Take that together with what also happened for Him on the eighth day: He received the name given Him by the angel.  Jesus.  Yeshua or Joshua—“The Lord Saves.”   And save He does—“born of woman, born under the Law to redeem those under the Law.”[3]
He was born to intervene in the cycle of birth, getting old, and death.   At the end of the year, there’s always a time of reflecting on who we’ve lost this year—great and famous people, police killed in the line of duty, and loved ones who have been taken from us.  It all seems routine.  We even say that death is natural.  Trying to convince ourselves, we come up with platitudes to make it right. But death is not right.  It is not natural.  It may be normal for the world as we know it, but it is far from God’s desire for humanity.
The Lord saves—to destroy death by His death.  Now, because of Jesus, the bars on the grave are unlocked, the fear of death is powerless, and everyone who believes in Him has eternal hope.
Jesus was born under the Law to save us from sin’s curse.  This curse runs so deep in our veins that quite often we don’t even think it’s that bad.  Like the erosion of morality in our country, we start to buy in and accept it all for normal.  Divorce used to be considered sin, but now we believe that it’s just a contract between two people and they can amicably decide to “end things.”  Having a child out of wedlock used to be a serious shame, but now we accept “single motherhood” as normal, and let the fathers get away with no more than a child support levy on their paycheck.  We are so easily duped by our sinful hearts and the Devil, but God is not.
God’s Law is still just as true and just as holy.  His Word shines in and exposes all our works of darkness—our thoughts, our words, and our actions.  He enters into the world with His Holy Son.  But He doesn’t come to destroy, to judge, or to pat us on the shoulder and say “that’s okay.”  The Lord saves.  He saves by paying the price of your sin with His blood and death.  He was forsaken by God so you wouldn’t be.  He steps into your shoes and takes the brunt of all that your evil has deserved.  And in exchange, you are saved!  You are called righteous and a saint.[4]

  • We live in His circumcision and in His Name.

The Circumcision and Name of Jesus was not for Him; it was for you.  It’s for you every day of your life as a Christian.  St.
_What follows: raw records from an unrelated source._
//! Timetable layout handed to exporters: sessions grouped by group title,
//! then by day (Monday first), then ordered by period.

use std::collections::BTreeMap;

use types::{Day, GroupTitle, SessionRow};

pub type Timetable = BTreeMap<GroupTitle, BTreeMap<Day, Vec<SessionRow>>>;

pub fn group_timetable(rows: &[SessionRow]) -> Timetable {
    let mut out: Timetable = BTreeMap::new();
    for row in rows {
        out.entry(row.group.clone())
            .or_default()
            .entry(row.day)
            .or_default()
            .push(row.clone());
    }
    for days in out.values_mut() {
        for sessions in days.values_mut() {
            sessions.sort_by_key(|r| r.period);
        }
    }
    out
}

#[cfg(test)]
mod tests {
    use super::*;
    use types::Period;

    fn row(group: &str, subject: &str, day: Day, period: u8) -> SessionRow {
        SessionRow {
            group: group.into(),
            subject: subject.into(),
            lecturer: "L".into(),
            classroom: "R".into(),
            day,
            period: Period(period),
        }
    }

    #[test]
    fn groups_by_title_then_day_then_period() {
        let rows = vec![
            row("B", "Math", Day::Friday, 1),
            row("A", "OOP", Day::Tuesday, 3),
            row("A", "Math", Day::Tuesday, 1),
            row("A", "Logic", Day::Monday, 2),
        ];
        let t = group_timetable(&rows);

        let groups: Vec<_> = t.keys().map(|g| g.as_str()).collect();
        assert_eq!(groups, ["A", "B"]);
        let a = &t[&GroupTitle::from("A")];
        let days: Vec<_> = a.keys().copied().collect();
        assert_eq!(days, [Day::Monday, Day::Tuesday]);
        let tuesday: Vec<_> = a[&Day::Tuesday].iter().map(|r| r.subject.as_str()).collect();
        assert_eq!(tuesday, ["Math", "OOP"]);
    }
}
use types::Weights;

use crate::catalog::Catalog;
use crate::schedule::Schedule;

/// Raw cost components of a schedule plus their weighted total.
#[derive(Clone, Debug, Default, PartialEq)]
pub struct Scores {
    pub group_windows: f64,
    pub lecturer_windows: f64,
    pub time_earliness: f64,
    pub capacity_fill: f64,
    pub objective: f64,
}

impl Scores {
    pub fn fitness(&self) -> f64 {
        fitness(self.objective)
    }
}

/// Maps a total cost to `(0, 1]`; zero cost gives 1.
#[inline]
pub fn fitness(cost: f64) -> f64 {
    1.0 / (1.0 + cost)
}

pub fn compute_soft_scores(catalog: &Catalog, schedule: &Schedule, weights: &Weights) -> Scores {
    let scores = catalog.scores();

    let group_windows = schedule.group_window_cost(scores);
    let lecturer_windows = schedule.lecturer_window_cost(scores);
    let time_earliness = schedule.time_earliness_cost(scores);
    let capacity_fill = schedule.capacity_fill_cost(catalog);

    let objective = weights.group_windows * group_windows
        + weights.lecturer_windows * lecturer_windows
        + weights.time_earliness * time_earliness
        + weights.capacity_fill * capacity_fill;

    Scores {
        group_windows,
        lecturer_windows,
        time_earliness,
        capacity_fill,
        objective,
    }
}

#[cfg(test)]
mod tests {
    use super::*;
    use crate::fixtures;
    use crate::schedule::Assignment;

    #[test]
    fn fitness_is_bounded_and_decreasing() {
        assert_eq!(fitness(0.0), 1.0);
        assert!(fitness(1.0) < fitness(0.5));
        assert!(fitness(1e9) > 0.0);
    }

    #[test]
    fn weights_scale_each_component() {
        let cat = Catalog::new(&fixtures::instance()).unwrap();
        let s = Schedule::from_assignments(vec![
            Assignment {
                group: 0,
                subject: 0,
                lecturer: Some(0),
                classroom: Some(1),
                slot: Some(0),
            },
            Assignment {
                group: 0,
                subject: 1,
                lecturer: Some(1),
                classroom: Some(0),
                slot: Some(2),
            },
        ]);
        let s_default = compute_soft_scores(&cat, &s, &Weights::default());
        assert_eq!(s_default.group_windows, 2.0);
        assert_eq!(s_default.lecturer_windows, 0.0);
        assert_eq!(s_default.time_earliness, 2.0);
        let fill = 20.0 / 40.0 + 5.0 / 25.0;
        assert!((s_default.capacity_fill - fill).abs() < 1e-12);
        let expected = 2.0 + 0.0 + 0.5 * 2.0 + 0.5 * fill;
        assert!((s_default.objective - expected).abs() < 1e-12);
        assert!((s_default.fitness() - 1.0 / (1.0 + expected)).abs() < 1e-12);

        let only_windows = Weights {
            group_windows: 3.0,
            lecturer_windows: 0.0,
            time_earliness: 0.0,
            capacity_fill: 0.0,
        };
        assert_eq!(compute_soft_scores(&cat, &s, &only_windows).objective, 6.0);
    }
}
Paul writes, “11 In him also you were circumcised with a circumcision made without hands, by putting off the body of the flesh, by the circumcision of Christ, 12 having been buried with him in baptism, in which you were also raised with him through faith in the powerful working of God, who raised him from the dead.”[5]   His circumcision was your circumcision—the putting off of the sinful flesh.  His death was your death.  This is your Baptism.  This is where God put His Name on you—the Name of the Father, the Son, and the Holy Spirit.  He put on you the Name of Jesus, the Lord saves.
As everyone is talking about new years’ resolutions and how things are going to be different in 2017, it’s fitting for us to focus on this Eighth Day after Christmas. It’s our new beginning.  It’s our movement from death into life, from the old into the new.  But it doesn’t just happen once a year.  It’s the newness of life every time we turn from our sins and walk in the resurrected and holy life of Jesus.  Yes, have a happy new year, but even better, have a blessed new life in the Name of Jesus!  Amen.
[1] Genesis 12:3, Genesis 17:1-12
[2] Looking back through the eyes of the Promise Fulfilled, it makes sense why circumcision involved cutting in that part of the male body.  It was as if to say, No, O sinful man, it will not by your own effort that God’s promise will be fulfilled. (John 1:13)  No matter what you think you can achieve with that part of your anatomy, all you can do is bring forth more sinners who need God’s promised Offspring.